My critique of work experience/workfare schemes is predicated on encouraging social change where the sovereignty of capital is rolled back.

Ralph Musgrave said...


1. Re your first two paragraphs, my point about free markets was not an attempt at any sort of detailed analysis of free markets or why they fail to bring full employment. My point was that since centrally planned economies are not a whole lot better at bringing full employment than free market economics, mentioning free markets is pretty irrelevant. If you’re discussing the fuel efficiency of cars, and different makes of cars are equally fuel efficient, then there is no point in mentioning Ford, GM, Toyota, or any other specific make.

2. Re your 3rd and 4th paragraphs, and the “wage incentive” scheme, I notice that Spence Thompson of IPPR does not actually cite any EVIDENCE that the scheme is not working. But clearly if the scheme does not do what it says on the label, then the scheme needs re-thinking.

3. Re your 5th and 6th paragraphs and directing employment subsidies to private vis a vis public sectors, I don’t know of any poll into the views of economists on this subject. But certainly all the subsidies directed at high unemployment regions since WWII have been aimed primarily at the private sector. Selective Employment Tax, if anything, benefited the private sector at the expense of the public sector in that SET subsidised manufacturing at the expense of services. Plus I don’t recollect the authors of the various works I cite in the link below having any big objections to employment subsidies aimed at the private sector.

Re your “welfare for the rich” point, as you will know if you’ve studied economics, a subsidy does not ultimately confer any great benefits on the INITIAL RECIPIENT of the subsidy (and nor does a tax ultimately do much harm to the person or entity that pays the tax). Reason is that market forces just distribute the costs of the tax (or benefits of the subsidy) to the “initial recipient’s” suppliers, customers, etc etc. E.g. the whiskey distilling industry is very heavily taxed, but that does not ruin whiskey distillers: they just pass on the cost to their customers. Likewise, subsidies get passed on.

Re employing the unskilled, you claim “The state need to skill them up I would say, the New Deal managed it…”. First, even if we DOUBLE what we spend on training, it will presumably remain true that the public sector has higher skill requirements than the private sector. Thus the idea in the above article that local authorities should employ loads of RELATIVELY unskilled people still looks like a non-starter to me.

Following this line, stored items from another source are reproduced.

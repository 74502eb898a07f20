//! Artifact repository client and build discovery
//!
//! The repository is abstracted behind [`ArtifactSource`] so discovery and
//! the download pipeline run against fakes in tests; [`JfrogClient`] is the
//! reqwest-backed production implementation with basic auth and a shared
//! keep-alive connection pool.
//!
//! Discovery finds the greatest existing `(date, sequence)` for a tuple by
//! ramping the sequence exponentially within a day, binary-searching between
//! the last hit and the first miss, and walking back one day at a time when
//! a day has no builds at all.

use async_trait::async_trait;
use bytes::Bytes;
use futures_util::TryStreamExt;
use futures_util::stream::BoxStream;
use rand::Rng;
use reqwest::StatusCode;
use std::time::Duration;
use tokio_util::sync::CancellationToken;
use tracing::debug;
use url::Url;

use crate::clock::Clock;
use crate::coordinate::BuildCoordinate;
use crate::error::{ProbeError, SourceError, UrlTemplateError};
use crate::types::Component;

/// Doubling of the probe step stops here to bound discovery latency.
const STEP_CAP: u32 = 1024;

/// Connect timeout for the shared HTTP client.
const CONNECT_TIMEOUT: Duration = Duration::from_secs(30);

/// HEAD probes are cheap; they get a tighter deadline than downloads.
const PROBE_TIMEOUT: Duration = Duration::from_secs(15);

/// Default response header carrying the upstream SHA-256, when present.
pub const DEFAULT_CHECKSUM_HEADER: &str = "X-Checksum-Sha256";

/// An open artifact download.
pub struct ArtifactPayload {
    /// Size promised by the server, when known.
    pub content_length: Option<u64>,
    /// Upstream SHA-256 from the checksum header, lowercased hex, when
    /// present. Absence means verification is skipped.
    pub checksum_sha256: Option<String>,
    /// The response body.
    pub stream: BoxStream<'static, Result<Bytes, SourceError>>,
}

/// Seam over the artifact repository.
#[async_trait]
pub trait ArtifactSource: Send + Sync {
    /// Does this artifact URL exist? `Ok(false)` is the 404 case; errors are
    /// reserved for auth and transport faults.
    async fn exists(&self, url: &Url) -> Result<bool, SourceError>;

    /// Open an authenticated streaming download.
    async fn fetch(&self, url: &Url) -> Result<ArtifactPayload, SourceError>;
}

/// Retry policy for transient repository errors: capped exponential backoff
/// with full jitter.
#[derive(Debug, Clone, Copy)]
pub struct RetryPolicy {
    pub attempts: u32,
    pub base: Duration,
    pub cap: Duration,
}

impl Default for RetryPolicy {
    fn default() -> Self {
        Self {
            attempts: 3,
            base: Duration::from_secs(1),
            cap: Duration::from_secs(30),
        }
    }
}

impl RetryPolicy {
    pub fn with_attempts(attempts: u32) -> Self {
        Self {
            attempts,
            ..Self::default()
        }
    }

    /// Sleep duration before retry `attempt` (zero-based): a uniform draw
    /// from zero up to the capped exponential ceiling.
    pub fn backoff(&self, attempt: u32) -> Duration {
        let ceiling = self
            .base
            .saturating_mul(2u32.saturating_pow(attempt))
            .min(self.cap);
        let millis = ceiling.as_millis() as u64;
        if millis == 0 {
            return Duration::ZERO;
        }
        Duration::from_millis(rand::thread_rng().gen_range(0..=millis))
    }
}

/// Run `op` retrying transient failures within the policy budget.
/// Unauthorized and fatal errors surface immediately; cancellation wins over
/// any pending backoff sleep.
pub async fn with_retry<T, F, Fut>(
    policy: &RetryPolicy,
    cancel: &CancellationToken,
    mut op: F,
) -> Result<T, SourceError>
where
    F: FnMut() -> Fut,
    Fut: std::future::Future<Output = Result<T, SourceError>>,
{
    let mut attempt = 0;
    loop {
        if cancel.is_cancelled() {
            return Err(SourceError::Cancelled);
        }
        match op().await {
            Ok(value) => return Ok(value),
            Err(SourceError::Transient(msg)) if attempt < policy.attempts => {
                let delay = policy.backoff(attempt);
                debug!(attempt, delay_ms = delay.as_millis() as u64, error = %msg, "transient repository error, backing off");
                tokio::select! {
                    _ = cancel.cancelled() => return Err(SourceError::Cancelled),
                    _ = tokio::time::sleep(delay) => {}
                }
                attempt += 1;
            }
            Err(err) => return Err(err),
        }
    }
}

/// Build the artifact URL for one coordinate.
///
/// Without a per-component pattern the canonical template applies:
/// `{base}/{projectShortKey}/{componentGuid}/{branch}/Build{date}.{seq}/{name}.zip`.
/// Branch names containing `/` become nested path segments, and every
/// segment is percent-encoded on push.
pub fn build_artifact_url(
    base: &Url,
    component: &Component,
    branch: &str,
    coord: &BuildCoordinate,
) -> Result<Url, UrlTemplateError> {
    let path = match &component.url_pattern {
        Some(pattern) => expand_pattern(pattern, component, branch, coord)?,
        None => format!(
            "{}/{}/{}/{}/{}.zip",
            component.project_key,
            component.guid,
            branch,
            coord.url_segment(),
            component.name
        ),
    };
    let mut url = base.clone();
    {
        let mut segments = url
            .path_segments_mut()
            .map_err(|_| UrlTemplateError::InvalidBase(base.to_string()))?;
        segments.pop_if_empty();
        for segment in path.split('/').filter(|s| !s.is_empty()) {
            segments.push(segment);
        }
    }
    Ok(url)
}

/// Substitute `{branch}`, `{date}`, `{buildNumber}` and `{componentName}`
/// in a per-component pattern. Any other placeholder is a config error for
/// the tuple.
fn expand_pattern(
    pattern: &str,
    component: &Component,
    branch: &str,
    coord: &BuildCoordinate,
) -> Result<String, UrlTemplateError> {
    let mut out = String::with_capacity(pattern.len() + 32);
    let mut rest = pattern;
    while let Some(open) = rest.find('{') {
        out.push_str(&rest[..open]);
        let tail = &rest[open + 1..];
        let Some(close) = tail.find('}') else {
            return Err(UrlTemplateError::UnknownPlaceholder {
                placeholder: tail.to_string(),
                component: component.name.clone(),
            });
        };
        match &tail[..close] {
            "branch" => out.push_str(branch),
            "date" => out.push_str(&coord.date_str()),
            "buildNumber" => out.push_str(&coord.seq().to_string()),
            "componentName" => out.push_str(&component.name),
            other => {
                return Err(UrlTemplateError::UnknownPlaceholder {
                    placeholder: other.to_string(),
                    component: component.name.clone(),
                });
            }
        }
        rest = &tail[close + 1..];
    }
    out.push_str(rest);
    Ok(out)
}

/// reqwest-backed artifact source with basic auth.
pub struct JfrogClient {
    http: reqwest::Client,
    base: Url,
    user: String,
    pass: String,
    checksum_header: String,
}

impl JfrogClient {
    pub fn new(base: Url, user: String, pass: String) -> Result<Self, SourceError> {
        let http = reqwest::Client::builder()
            .connect_timeout(CONNECT_TIMEOUT)
            .pool_idle_timeout(Duration::from_secs(90))
            .pool_max_idle_per_host(10)
            .use_rustls_tls()
            .build()
            .map_err(|e| SourceError::Fatal(format!("failed to build HTTP client: {e}")))?;
        Ok(Self {
            http,
            base,
            user,
            pass,
            checksum_header: DEFAULT_CHECKSUM_HEADER.to_string(),
        })
    }

    /// Override the response header consulted for the upstream checksum.
    pub fn with_checksum_header(mut self, header: &str) -> Self {
        self.checksum_header = header.to_string();
        self
    }

    pub fn base_url(&self) -> &Url {
        &self.base
    }

    /// Probe the base URL to verify credentials and reachability. Any
    /// authenticated response, including 404, proves both.
    pub async fn check(&self) -> Result<(), SourceError> {
        let resp = self
            .http
            .head(self.base.clone())
            .basic_auth(&self.user, Some(&self.pass))
            .timeout(PROBE_TIMEOUT)
            .send()
            .await
            .map_err(map_transport_error)?;
        match resp.status() {
            StatusCode::UNAUTHORIZED | StatusCode::FORBIDDEN => Err(SourceError::Unauthorized(
                format!("repository returned {}", resp.status()),
            )),
            s if s.is_server_error() => Err(SourceError::Transient(format!(
                "repository returned {s}"
            ))),
            _ => Ok(()),
        }
    }
}

#[async_trait]
impl ArtifactSource for JfrogClient {
    async fn exists(&self, url: &Url) -> Result<bool, SourceError> {
        let resp = self
            .http
            .head(url.clone())
            .basic_auth(&self.user, Some(&self.pass))
            .timeout(PROBE_TIMEOUT)
            .send()
            .await
            .map_err(map_transport_error)?;
        map_probe_status(resp.status())
    }

    async fn fetch(&self, url: &Url) -> Result<ArtifactPayload, SourceError> {
        let resp = self
            .http
            .get(url.clone())
            .basic_auth(&self.user, Some(&self.pass))
            .send()
            .await
            .map_err(map_transport_error)?;
        if !map_probe_status(resp.status())? {
            return Err(SourceError::NotFound);
        }
        let content_length = resp.content_length();
        let checksum_sha256 = resp
            .headers()
            .get(self.checksum_header.as_str())
            .and_then(|v| v.to_str().ok())
            .map(|s| s.trim().to_ascii_lowercase());
        let stream = resp.bytes_stream().map_err(map_transport_error);
        Ok(ArtifactPayload {
            content_length,
            checksum_sha256,
            stream: Box::pin(stream),
        })
    }
}

fn map_probe_status(status: StatusCode) -> Result<bool, SourceError> {
    match status {
        s if s.is_success() => Ok(true),
        StatusCode::NOT_FOUND => Ok(false),
        StatusCode::UNAUTHORIZED | StatusCode::FORBIDDEN => Err(SourceError::Unauthorized(
            format!("repository returned {status}"),
        )),
        s if s.is_server_error() => Err(SourceError::Transient(format!(
            "repository returned {status}"
        ))),
        _ => Err(SourceError::Fatal(format!("repository returned {status}"))),
    }
}

// Timeouts, connect failures and mid-transfer body errors are all
// retryable; auth and missing artifacts are mapped from status codes.
fn map_transport_error(err: reqwest::Error) -> SourceError {
    SourceError::Transient(err.to_string())
}

/// Latest-build discovery over an [`ArtifactSource`].
pub struct Discovery<'a> {
    pub source: &'a dyn ArtifactSource,
    pub clock: &'a dyn Clock,
    pub lookback_days: u32,
    pub retry: RetryPolicy,
}

impl Discovery<'_> {
    /// Find the greatest coordinate that exists for `(component, branch)`,
    /// starting from today's local date and walking back up to
    /// `lookback_days` days. `hint` is the latest tracked coordinate and
    /// seeds the sequence ramp when it falls on the day being probed.
    pub async fn latest_for(
        &self,
        base: &Url,
        component: &Component,
        branch: &str,
        hint: Option<BuildCoordinate>,
        cancel: &CancellationToken,
    ) -> Result<Option<BuildCoordinate>, ProbeError> {
        let mut date = self.clock.today();
        for _ in 0..=self.lookback_days {
            let start_seq = match hint {
                Some(h) if h.date() == date => h.seq() + 1,
                _ => 1,
            };

            if let Some(best) = self
                .latest_on_date(base, component, branch, date, start_seq, cancel)
                .await?
            {
                return Ok(Some(best));
            }
            // Nothing (new) on this date; if the hint lives here, it is
            // still the latest build and the caller sees "no new build".
            if let Some(h) = hint {
                if h.date() == date {
                    return Ok(Some(h));
                }
            }
            match date.pred_opt() {
                Some(prev) => date = prev,
                None => break,
            }
        }
        Ok(None)
    }

    /// Largest existing sequence on `date`, ramping exponentially from
    /// `start_seq` and binary-searching between the last hit and the first
    /// miss. `None` when not even `start_seq` exists.
    async fn latest_on_date(
        &self,
        base: &Url,
        component: &Component,
        branch: &str,
        date: chrono::NaiveDate,
        start_seq: u32,
        cancel: &CancellationToken,
    ) -> Result<Option<BuildCoordinate>, ProbeError> {
        if !self.probe(base, component, branch, date, start_seq, cancel).await? {
            return Ok(None);
        }

        let mut last_hit = start_seq;
        let mut step = 1u32;
        let mut first_miss = loop {
            let candidate = last_hit.saturating_add(step);
            if self.probe(base, component, branch, date, candidate, cancel).await? {
                last_hit = candidate;
                step = (step * 2).min(STEP_CAP);
            } else {
                break candidate;
            }
        };

        // Narrow to the largest existing sequence in (last_hit, first_miss).
        while first_miss - last_hit > 1 {
            let mid = last_hit + (first_miss - last_hit) / 2;
            if self.probe(base, component, branch, date, mid, cancel).await? {
                last_hit = mid;
            } else {
                first_miss = mid;
            }
        }

        let coord = BuildCoordinate::new(date, last_hit)
            .map_err(|e| ProbeError::Source(SourceError::Fatal(e.to_string())))?;
        Ok(Some(coord))
    }

    async fn probe(
        &self,
        base: &Url,
        component: &Component,
        branch: &str,
        date: chrono::NaiveDate,
        seq: u32,
        cancel: &CancellationToken,
    ) -> Result<bool, ProbeError> {
        let coord = BuildCoordinate::new(date, seq)
            .map_err(|e| ProbeError::Source(SourceError::Fatal(e.to_string())))?;
        let url = build_artifact_url(base, component, branch, &coord)?;
        let exists = with_retry(&self.retry, cancel, || self.source.exists(&url)).await?;
        debug!(url = %url, exists, "probed artifact");
        Ok(exists)
    }
}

Second, there is evidence in one of the studies mentioned in the above link that the sort of training offered by New Deal type schemes is not much use. That’s Nos. 1 and/or 2, and 4. Those studies found that “learning by doing” in the form of subsidised PRIVATE SECTOR work produced better results than formal training.


I apologise profusely for being “technocratic”: i.e. spending hundreds of hours actually looking at the EVIDENCE as to what employment or training schemes work and which don’t. I’ve done that because I’m concerned to reduce unemployment, and to spend money on training in ways that produce results. Silly me.

I realised long ago that sociologists make a big show of being concerned for the less well, while often they’re more into making empty political gestures like “rolling back the sovereignty of capital”.

Phil said...

Ralph, my point had nothing to do with the "hundreds of hours" you spend staring at spreadsheets and everything to do with the perspective you're coming from. Politics without evidence is useless, but letting the facts "speak for themselves" is equally nonsensical. The first rule of any kind of social scientific investigation, whether economics or sociology, is there is no such thing as "neutrality". So for all your no doubt exacting and rigorous work in training schemes, that in and of itself does not address the basic problem: lack of jobs.

Also, perhaps you might be interested to know that I am not an academic. I work with some of the poorest and most vulnerable people in Stoke-on-Trent. I have to deal with the mess and damage government policy causes every single day.

Alex said...

What is your beef with the Future Jobs Fund? It worked pretty well and the person I know best who was on it certainly didn't work at Tesco.